++++ Source data

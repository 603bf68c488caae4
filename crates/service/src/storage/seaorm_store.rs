use async_trait::async_trait;
use models::{
    product::{self, Entity as ProductEntity, Product},
    record::Record,
};
use sea_orm::{
    ActiveModelTrait, DatabaseConnection, DbErr, EntityTrait, IntoActiveModel, QueryOrder, Set, SqlErr,
};
use tracing::warn;

use super::{settle, Mutation, ResourceStore};
use crate::errors::ServiceError;

/// SeaORM-backed product store over the `product` table.
pub struct SeaOrmProductStore {
    pub db: DatabaseConnection,
}

impl SeaOrmProductStore {
    pub fn new(db: DatabaseConnection) -> Self {
        Self { db }
    }

    /// Plain row insert. The primary key guards against a concurrent insert
    /// landing between the lookup in `create` and this write.
    async fn insert(&self, record: Product) -> Result<Product, ServiceError> {
        let id = record.id;
        record
            .into_active_model()
            .reset_all()
            .insert(&self.db)
            .await
            .map_err(|e| insert_error(id, e))
    }

    async fn find(&self, id: i32) -> Result<Option<Product>, ServiceError> {
        ProductEntity::find_by_id(id).one(&self.db).await.map_err(ServiceError::db)
    }
}

fn insert_error(id: i32, e: DbErr) -> ServiceError {
    match e.sql_err() {
        Some(SqlErr::UniqueConstraintViolation(_)) => {
            warn!(id, "product insert lost a race on the primary key");
            ServiceError::already_exists(Product::KIND, id)
        }
        _ => ServiceError::db(e),
    }
}

#[async_trait]
impl ResourceStore<Product> for SeaOrmProductStore {
    async fn list(&self) -> Result<Vec<Product>, ServiceError> {
        ProductEntity::find()
            .order_by_asc(product::Column::Id)
            .all(&self.db)
            .await
            .map_err(ServiceError::db)
    }

    async fn get(&self, id: &i32) -> Result<Product, ServiceError> {
        self.find(*id).await?.ok_or_else(|| ServiceError::not_found(Product::KIND, id))
    }

    async fn create(&self, record: Product) -> Result<Product, ServiceError> {
        record.validate()?;
        let id = record.id;
        if self.find(id).await?.is_some() {
            return Err(ServiceError::already_exists(Product::KIND, id));
        }
        self.insert(record).await
    }

    async fn update(&self, id: &i32, mutate: Mutation<Product>) -> Result<Product, ServiceError> {
        let Some(existing) = self.find(*id).await? else {
            return Err(ServiceError::not_found(Product::KIND, id));
        };
        let next = settle(id, mutate(existing.clone())?)?;
        let mut am: product::ActiveModel = existing.into();
        am.name = Set(next.name);
        am.description = Set(next.description);
        am.price = Set(next.price);
        am.quantity = Set(next.quantity);
        am.update(&self.db).await.map_err(ServiceError::db)
    }

    async fn delete(&self, id: &i32) -> Result<Product, ServiceError> {
        let Some(existing) = self.find(*id).await? else {
            return Err(ServiceError::not_found(Product::KIND, id));
        };
        let res = ProductEntity::delete_by_id(*id).exec(&self.db).await.map_err(ServiceError::db)?;
        if res.rows_affected == 0 {
            return Err(ServiceError::not_found(Product::KIND, id));
        }
        Ok(existing)
    }
}
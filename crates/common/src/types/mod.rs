use serde::{Deserialize, Serialize};

#[derive(Serialize, Deserialize, Debug)]
pub struct Health {
    pub status: &'static str,
}

/// Plain `{"message": ...}` body returned by mutating endpoints.
#[derive(Serialize, Deserialize, Debug, Clone, PartialEq, Eq)]
pub struct Message {
    pub message: String,
}

impl Message {
    pub fn new(message: impl Into<String>) -> Self {
        Self { message: message.into() }
    }
}
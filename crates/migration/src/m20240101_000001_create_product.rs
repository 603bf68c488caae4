//! Create `product` table.
//!
//! Ids are supplied by clients, so the primary key is not auto-incremented.
use sea_orm_migration::{prelude::*, schema::*};

#[derive(DeriveMigrationName)]
pub struct Migration;

#[async_trait::async_trait]
impl MigrationTrait for Migration {
    async fn up(&self, manager: &SchemaManager) -> Result<(), DbErr> {
        manager
            .create_table(
                Table::create()
                    .table(Product::Table)
                    .if_not_exists()
                    .col(integer(Product::Id).primary_key())
                    .col(string(Product::Name))
                    .col(string(Product::Description))
                    .col(double(Product::Price))
                    .col(integer(Product::Quantity))
                    .to_owned(),
            )
            .await
    }

    async fn down(&self, manager: &SchemaManager) -> Result<(), DbErr> {
        manager.drop_table(Table::drop().table(Product::Table).to_owned()).await
    }
}

#[derive(DeriveIden)]
enum Product { Table, Id, Name, Description, Price, Quantity }
use std::sync::Arc;

use models::product::Product;
use tracing::{info, instrument};

use crate::errors::ServiceError;
use crate::storage::ResourceStore;

/// Product catalogue operations over any product backend.
pub struct ProductService {
    store: Arc<dyn ResourceStore<Product>>,
}

impl ProductService {
    pub fn new(store: Arc<dyn ResourceStore<Product>>) -> Self {
        Self { store }
    }

    /// Insert `seed` only when the store holds no products; returns how many were inserted.
    #[instrument(skip_all)]
    pub async fn seed_if_empty(&self, seed: Vec<Product>) -> Result<usize, ServiceError> {
        if !self.store.list().await?.is_empty() {
            return Ok(0);
        }
        let mut inserted = 0;
        for product in seed {
            self.store.create(product).await?;
            inserted += 1;
        }
        info!(count = inserted, "seeded product catalogue");
        Ok(inserted)
    }

    pub async fn list(&self) -> Result<Vec<Product>, ServiceError> {
        self.store.list().await
    }

    pub async fn get(&self, id: i32) -> Result<Product, ServiceError> {
        self.store.get(&id).await
    }

    #[instrument(skip(self, product), fields(id = product.id))]
    pub async fn create(&self, product: Product) -> Result<Product, ServiceError> {
        self.store.create(product).await
    }

    /// Full replace. The id always comes from the request target, never the body.
    #[instrument(skip(self, product))]
    pub async fn replace(&self, id: i32, mut product: Product) -> Result<Product, ServiceError> {
        product.id = id;
        self.store.replace(&id, product).await
    }

    #[instrument(skip(self))]
    pub async fn delete(&self, id: i32) -> Result<Product, ServiceError> {
        self.store.delete(&id).await
    }
}
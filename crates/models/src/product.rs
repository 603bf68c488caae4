use sea_orm::entity::prelude::*;
use serde::{Deserialize, Serialize};

use crate::{errors, record::{self, Record}};

#[derive(Clone, Debug, PartialEq, DeriveEntityModel, Serialize, Deserialize)]
#[sea_orm(table_name = "product")]
pub struct Model {
    #[sea_orm(primary_key, auto_increment = false)]
    pub id: i32,
    pub name: String,
    pub description: String,
    pub price: f64,
    pub quantity: i32,
}

#[derive(Copy, Clone, Debug, EnumIter, DeriveRelation)]
pub enum Relation {}

impl ActiveModelBehavior for ActiveModel {}

/// Domain name for a product row.
pub type Product = Model;

impl Model {
    pub fn new(id: i32, name: &str, description: &str, price: f64, quantity: i32) -> Self {
        Self {
            id,
            name: name.to_string(),
            description: description.to_string(),
            price,
            quantity,
        }
    }
}

impl Record for Model {
    type Id = i32;

    const KIND: &'static str = "product";

    fn id(&self) -> &i32 {
        &self.id
    }

    fn validate(&self) -> Result<(), errors::ModelError> {
        if self.id <= 0 {
            return Err(errors::ModelError::invalid_field("id", "must be greater than 0"));
        }
        record::require_text("name", &self.name)?;
        if !self.price.is_finite() || self.price < 0.0 {
            return Err(errors::ModelError::invalid_field("price", "must not be negative"));
        }
        if self.quantity < 0 {
            return Err(errors::ModelError::invalid_field("quantity", "must not be negative"));
        }
        Ok(())
    }
}

/// Catalogue inserted into an empty product store at startup.
pub fn seed() -> Vec<Model> {
    vec![
        Model::new(1, "Phone", "Budget phone", 99.0, 10),
        Model::new(2, "Laptop", "Gaming Laptop", 999.0, 6),
    ]
}
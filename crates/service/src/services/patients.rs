use std::sync::Arc;

use models::patient::{sort_patients, Patient, PatientUpdate, SortField, SortOrder};
use tracing::{info, instrument};

use crate::errors::ServiceError;
use crate::storage::ResourceStore;

/// Patient registry: CRUD, partial edits and sorted views.
pub struct PatientService {
    store: Arc<dyn ResourceStore<Patient>>,
}

impl PatientService {
    pub fn new(store: Arc<dyn ResourceStore<Patient>>) -> Self {
        Self { store }
    }

    pub async fn list(&self) -> Result<Vec<Patient>, ServiceError> {
        self.store.list().await
    }

    pub async fn get(&self, id: &str) -> Result<Patient, ServiceError> {
        self.store.get(&id.to_string()).await
    }

    #[instrument(skip(self, patient), fields(id = %patient.id))]
    pub async fn create(&self, patient: Patient) -> Result<Patient, ServiceError> {
        self.store.create(patient).await
    }

    /// Overwrite the fields present in `patch`; the merged patient is validated
    /// again so derived values always reflect the stored fields.
    #[instrument(skip(self, patch))]
    pub async fn merge(&self, id: &str, patch: PatientUpdate) -> Result<Patient, ServiceError> {
        let merged = self
            .store
            .update(&id.to_string(), Box::new(move |current: Patient| Ok(patch.apply(current))))
            .await?;
        info!(bmi = merged.bmi(), "patient updated");
        Ok(merged)
    }

    #[instrument(skip(self))]
    pub async fn delete(&self, id: &str) -> Result<Patient, ServiceError> {
        self.store.delete(&id.to_string()).await
    }

    /// All patients ordered by `sort_by` (`height`, `weight` or `bmi`), `asc` or `desc`.
    pub async fn sort(&self, sort_by: &str, order: &str) -> Result<Vec<Patient>, ServiceError> {
        let field: SortField = sort_by.parse()?;
        let order: SortOrder = order.parse()?;
        let mut patients = self.store.list().await?;
        sort_patients(&mut patients, field, order);
        Ok(patients)
    }
}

++++++++

# [The task]
Report each line in the preceding entries that holds the string "prelude".

# [Result]
use sea_orm_migration::{prelude::*, schema::*};
use sea_orm::entity::prelude::*;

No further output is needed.